June - July 2006 Issue

No More Mistakes

By on October 14, 2015 with 0 Comments

Intelligence community must get it right in assessing Iran’s nuclear capabilities


As the world becomes increasingly focused on Iran’s nuclear activities, we are once again looking to our intelligence to determine what those activities mean. 

Clearly, we have a problem on our hands when it comes to Iran. There is no question that the nuclear capabilities Iran is trying to develop are “dual use” – they could be used to produce electrical power or nuclear weapons material.

The Intelligence Community confronts this “dual use” dilemma every day, and it is precisely why we need good intelligence on Iran. When there is more than one plausible explanation for an action, good intelligence is essential for determining the plans and intentions of those that could threaten our national security. 

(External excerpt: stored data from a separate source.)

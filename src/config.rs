//! Runtime settings resolved from the environment.

use anyhow::{anyhow, Context, Result};
use std::fmt;

use crate::database_ops::gallery::PaginationPolicy;
use crate::util::env as env_util;

pub const DEFAULT_BASE_URL: &str = "https://gallery.vivo.com.cn";
const DEFAULT_POOL_SIZE: u32 = 5;

/// Keys that must be present when no `DATABASE_URL` override is given.
pub const REQUIRED_DB_KEYS: [&str; 6] = [
    "DB_HOST",
    "DB_PORT",
    "DB_NAME",
    "DB_USER",
    "DB_PASSWORD",
    "DB_POOL_SIZE",
];

#[derive(Clone)]
pub struct DatabaseSettings {
    pub url: String,
    /// Target database; `None` for SQLite.
    pub database: Option<String>,
    pub pool_size: u32,
}

impl fmt::Debug for DatabaseSettings {
    fn fmt(&self, f: &mut fmt::Formatter<'_>) -> fmt::Result {
        f.debug_struct("DatabaseSettings")
            .field("url", &env_util::redact_dsn(&self.url))
            .field("database", &self.database)
            .field("pool_size", &self.pool_size)
            .finish()
    }
}

impl DatabaseSettings {
    /// Database settings alone, for commands that only read the store.
    pub fn from_env() -> Result<Self> {
        env_util::init_env();
        Self::from_lookup(env_util::env_opt)
    }

    pub fn from_lookup<F>(lookup: F) -> Result<Self>
    where
        F: Fn(&str) -> Option<String>,
    {
        let get = |key: &str| lookup(key).filter(|v| !v.trim().is_empty());
        let missing = missing_db_keys(&get);
        if !missing.is_empty() {
            return Err(anyhow!("missing required env: {:?}", missing));
        }
        Self::resolve(&get)
    }

    fn resolve<G>(get: &G) -> Result<Self>
    where
        G: Fn(&str) -> Option<String>,
    {
        if let Some(url) = get("DATABASE_URL") {
            let url = url.trim().to_string();
            let pool_size = match get("DB_POOL_SIZE") {
                Some(raw) => parse_pool_size(&raw)?,
                None => DEFAULT_POOL_SIZE,
            };
            let database = if url.starts_with("sqlite:") {
                None
            } else if url.starts_with("postgres://") || url.starts_with("postgresql://") {
                Some(
                    env_util::database_name(&url)
                        .ok_or_else(|| anyhow!("DATABASE_URL has no database name"))?,
                )
            } else {
                return Err(anyhow!(
                    "DATABASE_URL must use a postgres:// or sqlite: scheme"
                ));
            };
            return Ok(Self {
                url,
                database,
                pool_size,
            });
        }

        let req = |key: &str| get(key).unwrap_or_default();
        let port: u16 = req("DB_PORT")
            .trim()
            .parse()
            .with_context(|| format!("invalid DB_PORT {:?}", req("DB_PORT")))?;
        let name = req("DB_NAME").trim().to_string();
        let ssl_mode = get("DB_SSLMODE").unwrap_or_else(|| "prefer".into());
        let url = env_util::build_pg_dsn(
            &req("DB_HOST"),
            port,
            &name,
            req("DB_USER").trim(),
            Some(&req("DB_PASSWORD")),
            Some(ssl_mode.trim()),
        )?;
        Ok(Self {
            url,
            database: Some(name),
            pool_size: parse_pool_size(&req("DB_POOL_SIZE"))?,
        })
    }

    pub fn is_sqlite(&self) -> bool {
        self.url.starts_with("sqlite:")
    }
}

/// Component keys still unset; empty when `DATABASE_URL` overrides them.
fn missing_db_keys<G>(get: &G) -> Vec<&'static str>
where
    G: Fn(&str) -> Option<String>,
{
    if get("DATABASE_URL").is_some() {
        return Vec::new();
    }
    REQUIRED_DB_KEYS
        .into_iter()
        .filter(|key| get(*key).is_none())
        .collect()
}

#[derive(Debug, Clone)]
pub struct HttpSettings {
    pub base_url: String,
    pub timeout_secs: u64,
    pub request_delay_ms: u64,
}

#[derive(Debug, Clone)]
pub struct Settings {
    pub user_id: String,
    pub database: DatabaseSettings,
    pub http: HttpSettings,
    pub pagination: PaginationPolicy,
}

impl Settings {
    /// Resolve settings from the process environment (after dotenv).
    pub fn from_env() -> Result<Self> {
        env_util::init_env();
        Self::from_lookup(env_util::env_opt)
    }

    /// Resolve settings through an arbitrary key lookup; empty values count as unset.
    pub fn from_lookup<F>(lookup: F) -> Result<Self>
    where
        F: Fn(&str) -> Option<String>,
    {
        let get = |key: &str| lookup(key).filter(|v| !v.trim().is_empty());

        let mut missing: Vec<&str> = Vec::new();
        let user_id = get("GALLERY_USER_ID");
        if user_id.is_none() {
            missing.push("GALLERY_USER_ID");
        }
        missing.extend(missing_db_keys(&get));
        if !missing.is_empty() {
            return Err(anyhow!("missing required env: {:?}", missing));
        }

        let database = DatabaseSettings::resolve(&get)?;

        let base_url = get("GALLERY_BASE_URL")
            .unwrap_or_else(|| DEFAULT_BASE_URL.to_string())
            .trim()
            .trim_end_matches('/')
            .to_string();
        let timeout_secs = parse_or(
            "GALLERY_HTTP_TIMEOUT_SECS",
            get("GALLERY_HTTP_TIMEOUT_SECS"),
            30,
        )?;
        let request_delay_ms = parse_or(
            "GALLERY_REQUEST_DELAY_MS",
            get("GALLERY_REQUEST_DELAY_MS"),
            0,
        )?;
        let pagination = match get("GALLERY_STRICT_PAGINATION") {
            Some(raw) if env_util::parse_flag(&raw) => PaginationPolicy::Strict,
            _ => PaginationPolicy::Lenient,
        };

        Ok(Self {
            user_id: user_id.unwrap_or_default().trim().to_string(),
            database,
            http: HttpSettings {
                base_url,
                timeout_secs,
                request_delay_ms,
            },
            pagination,
        })
    }
}

fn parse_pool_size(raw: &str) -> Result<u32> {
    let size: u32 = raw
        .trim()
        .parse()
        .with_context(|| format!("invalid DB_POOL_SIZE {raw:?}"))?;
    if size == 0 {
        return Err(anyhow!("DB_POOL_SIZE must be at least 1"));
    }
    Ok(size)
}

fn parse_or(key: &str, raw: Option<String>, default: u64) -> Result<u64> {
    match raw {
        Some(v) => v
            .trim()
            .parse()
            .with_context(|| format!("invalid {key} {v:?}")),
        None => Ok(default),
    }
}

In light of Iran’s past actions, particularly their indisputable support of terrorism that has taken American lives, I am not inclined to give them the benefit of the doubt on these dual use nuclear activities. As some might recall, in early 2003, as we faced the prospect of war in Iraq, most of us weren’t inclined to give Saddam the benefit of the doubt on his dual use activity either. That’s why we depend on the Intelligence Community to help us see through our biases to get at the facts to help us separate what we know from what we think. 

I would like to say that the Intelligence Community has its act together in regards to our intelligence assessments about Iran’s nuclear activities. But the fact is, I am concerned. The Senate Intelligence Committee’s Iraq investigation revealed that Intelligence Community analysts failed to explain the difference between what they knew, what they didn’t know, and what they thought about Iraq weapons of mass destruction. We can’t afford to make those same mistakes on Iran. 

I have directed the staff of the Senate Select Committee on Intelligence to apply  the lessons we learned in our Iraq review to the intelligence on Iran’s nuclear activities. We, as policymakers, must be more proactive in evaluating and analyzing all the intelligence we receive on this threat and others.  Unfortunately, some members of the Committee, and of the Senate, are more focused on intelligence failures of the past. 


I would like to say that the Intelligence Community has its act together in regards to our intelligence assessments about Iran’s nuclear activities. But the fact is, I am concerned.

We all know the intelligence on Iraq was wrong. We know the mistakes that were made. The Committee continues to look at the Iraq intelligence, but it is time to move on. My colleagues across the aisle on the Committee and in the Congress want to continue  looking at the past in an attempt to blame policymakers for decisions they made based upon the bad intelligence they received. As a result, we have not made progress on our oversight of critical Iran intelligence. 

I intend to complete the ongoing Phase Two inquiry (which includes the review of statements regarding Iraq made by public officials four or five years ago based on bad intelligence) in a timely manner and within the agreed upon scope and turn the Committee’s attention to other pressing national security matters such as Iran. We will then be able to bring more of the Committee’s assets to bear on questions surrounding Iran and its nuclear activities. 

The Intelligence Community has had a significant increase in funding since 9/11. The question now is less a matter of resources. Rather, it is a matter of having thorough analysis that is honest about uncertainties. 

We need more aggressive collection that works to reduce those uncertainties. We must make sure we have both with regard to Iran’s nuclear plans and intentions.     RF

Pat Roberts is the U.S. Senator from Kansas and is the Chairman of the Select Committee on Intelligence.